Вообще, неправильно говорить: Айзеншпис делает артистов. Нет, мой успех в том, чтобы в куче напускного, навозного, что у нас сейчас есть на эстраде (мне по 5–10 человек в день звонят, песни в трубку поют, кассеты предлагают, спрашивают: «Как вам кажется, хорошо я пою?»), найти настоящий талант. И такой талант я нашел. Хотя мог спокойно работать с Киркоровым, он мне предлагал. Или с Муромовым, Макаревичем, «Браво». Они все приходили ко мне, просили о сотрудничестве. И рок-группы обращались – «Моральный кодекс», «Алиса», другие. Но мне не хотелось превращаться в администратора. По большому счету данным исполнителям я уже был не нужен. А мне интересно заниматься творческим процессом».
В такой процесс, да с «талантом», который он «сам нашел», Юрий Шмильевич одержимо погрузился в конце 1993-го. Из молдавской глубинки он «выписал» 19-летнего смазливого студента без особых вокальных и исполнительских данных, Владислава Твердохлебова, дабы превратить его в поющего супербоя Влада Сташевского. Шмилич рвался доказать всем, что у него получится собственная версия сказки про папу Карло и Буратино, поскольку раздражали намеки на его предыдущие проекты – группы «Технология» и «Янг Ганз» – мягко говоря, не перевернувшие мир и угасшие. Сташевскому предрекали ту же участь. Мол, как только «бабки» на его раскрутку иссякнут (а о происхождении этих средств ходила разная информация) – артист «сойдет с пробега». Так, по сути, и вышло. Но несколько лет Айзеншпис удерживал подопечного в топе, демонстрируя на примере Влада свои продюсерские методы и приемы. В начале 1995-го за утренним кофе в ресторане на набережной Москва-реки Шмилич делился со мной «секретами ремесла».
– Сколько уже вложено в Сташевского?
– Проект дорогой и в нем не только мои деньги, но и средства различных коммерческих структур, которые выступают как спонсоры или меценаты. Да, есть люди просто дающие деньги и не требующие ничего взамен.
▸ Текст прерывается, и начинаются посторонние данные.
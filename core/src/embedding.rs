use crate::error::{Error, Result};
use std::collections::HashMap;
use std::fs::File;
use std::io::{BufRead, BufReader};
use std::path::Path;

/// Produces a fixed-size dense vector for a token sequence.
pub trait Embedder: Send + Sync {
    fn dimension(&self) -> usize;

    /// `None` when no vector can be produced; callers zero-fill.
    fn embed(&self, tokens: &[String]) -> Option<Vec<f32>>;
}

/// Embedder used when no model is configured.
#[derive(Debug, Clone, Copy)]
pub struct NoEmbeddings {
    pub dim: usize,
}

impl Embedder for NoEmbeddings {
    fn dimension(&self) -> usize {
        self.dim
    }

    fn embed(&self, _tokens: &[String]) -> Option<Vec<f32>> {
        None
    }
}

/// Word vectors in word2vec text format; a document is the mean of its known words.
#[derive(Debug, Clone, Default)]
pub struct WordVectors {
    vectors: HashMap<String, Vec<f32>>,
    dim: usize,
}

impl WordVectors {
    pub fn new(dim: usize) -> Self {
        Self { vectors: HashMap::new(), dim }
    }

    pub fn insert(&mut self, word: impl Into<String>, vector: Vec<f32>) -> Result<()> {
        if vector.len() != self.dim {
            return Err(Error::Input(format!(
                "word vector has {} components, expected {}",
                vector.len(),
                self.dim
            )));
        }
        self.vectors.insert(word.into(), vector);
        Ok(())
    }

    /// Header line `<count> <dim>`, then `<word> <v1> .. <vdim>` per line.
    pub fn load<P: AsRef<Path>>(path: P) -> Result<Self> {
        let path_str = path.as_ref().display().to_string();
        let parse_err = |lineno: usize, message: String| Error::Parse {
            path: path_str.clone(),
            message: format!("line {lineno}: {message}"),
        };
        let mut lines = BufReader::new(File::open(path.as_ref())?).lines();
        let header = lines.next().transpose()?.ok_or_else(|| parse_err(1, "missing header".into()))?;
        let dim = header
            .split_whitespace()
            .nth(1)
            .and_then(|d| d.parse::<usize>().ok())
            .filter(|&d| d > 0)
            .ok_or_else(|| parse_err(1, format!("bad header '{header}'")))?;

        let mut model = Self::new(dim);
        for (i, line) in lines.enumerate() {
            let line = line?;
            let mut parts = line.split_whitespace();
            let Some(word) = parts.next() else { continue };
            let vector = parts
                .map(str::parse::<f32>)
                .collect::<std::result::Result<Vec<f32>, _>>()
                .map_err(|e| parse_err(i + 2, e.to_string()))?;
            model.insert(word, vector).map_err(|e| parse_err(i + 2, e.to_string()))?;
        }
        tracing::info!(path = %path.as_ref().display(), words = model.len(), dim, "loaded word vectors");
        Ok(model)
    }

    pub fn len(&self) -> usize {
        self.vectors.len()
    }

    pub fn is_empty(&self) -> bool {
        self.vectors.is_empty()
    }
}

impl Embedder for WordVectors {
    fn dimension(&self) -> usize {
        self.dim
    }

    fn embed(&self, tokens: &[String]) -> Option<Vec<f32>> {
        let mut sum = vec![0.0f32; self.dim];
        let mut known = 0usize;
        for v in tokens.iter().filter_map(|t| self.vectors.get(t)) {
            for (s, x) in sum.iter_mut().zip(v) {
                *s += x;
            }
            known += 1;
        }
        if known == 0 {
            return None;
        }
        sum.iter_mut().for_each(|s| *s /= known as f32);
        Some(sum)
    }
}

/// Embed `tokens`, zero-filling when the model has nothing or returns the wrong size.
pub fn embed_or_zero(embedder: &dyn Embedder, tokens: &[String]) -> Vec<f32> {
    let dim = embedder.dimension();
    match embedder.embed(tokens) {
        Some(v) if v.len() == dim => v,
        _ => vec![0.0; dim],
    }
}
Другие просят как-то отметить их участие в прессе, на обложке диска или в рекламной продукции.
– А как насчет довольно распространенной в нашем шоу-бизнесе практики расчетов со спонсорами заказными концертами или частью гонораров?
– Нет. Я никому за их вклад ничего не должен и не обязан. То есть, обязан чисто по-человечески. Большинство помогающих – мои друзья, знакомые или те, кто считает, что поддержка артиста полезна для их имиджа и процветания фирмы. При этом не бывает так, чтобы я просто пришел в какой-то банк и попросил денег. О моих трудностях и трудностях Влада знают, повторяю, знакомые, знакомые моих знакомых или люди, которым я о каких-то своих проблемах рассказывал и их заинтересовала финансовая сторона проекта.
– Вы умышленно подбираете друзей и знакомых способных помочь материально?
– А от кого еще ждать поддержки, как не от состоятельных людей?
– Я о том, что есть миллионы людей, у которых вообще нет состоятельных знакомых.
– Это их проблемы. А я на то и Айзеншпис – известный человек, для многих что-то значащий и являющийся гарантом того, что, взявшись за дело, выполняю его качественно.
Мне ведь помогают не обязательно материально. Иногда это информационная поддержка, предоставление эфирного времени. Допустим, «Европа плюс» сделала немало для того, чтобы Влад стал очень популярен в России.
– Много среди финансово помогающих вам, тех, с кем вы встретились в тюрьме?
– Да, каждый раз встречаю все новые лица, ведь сроки у всех были разные. Многие как-то находят телефон, звонят. Иногда помогают даже те, кто освободился раньше меня.
– Выходит, все они оказались ныне людьми не бедными и не пропащими?
– Да, не пропащими. Дело в том, что отбывающий наказание зачастую не является ни преступником, ни бесчестным человеком. В то время, да и сейчас, в тюрьму нередко попадают люди, не совершившие преступления.
– Согласны, что в нашем шоу-бизнесе сегодня немало персоналий с уголовным или околокриминальным прошлым и настоящим?
– Ну, если рассматривать вопрос таким образом, то и я человек с уголовным прошлым, но преступником себя не считаю. Я – жертва системы. Еще на суде в одном из последних слов, предоставленных мне нашим правосудием, я заявил: настанет время, когда государство и общество принесут мне извинения. И такой момент настал. Передо мной извинились за то, что я незаконно отсидел столь длительный срок.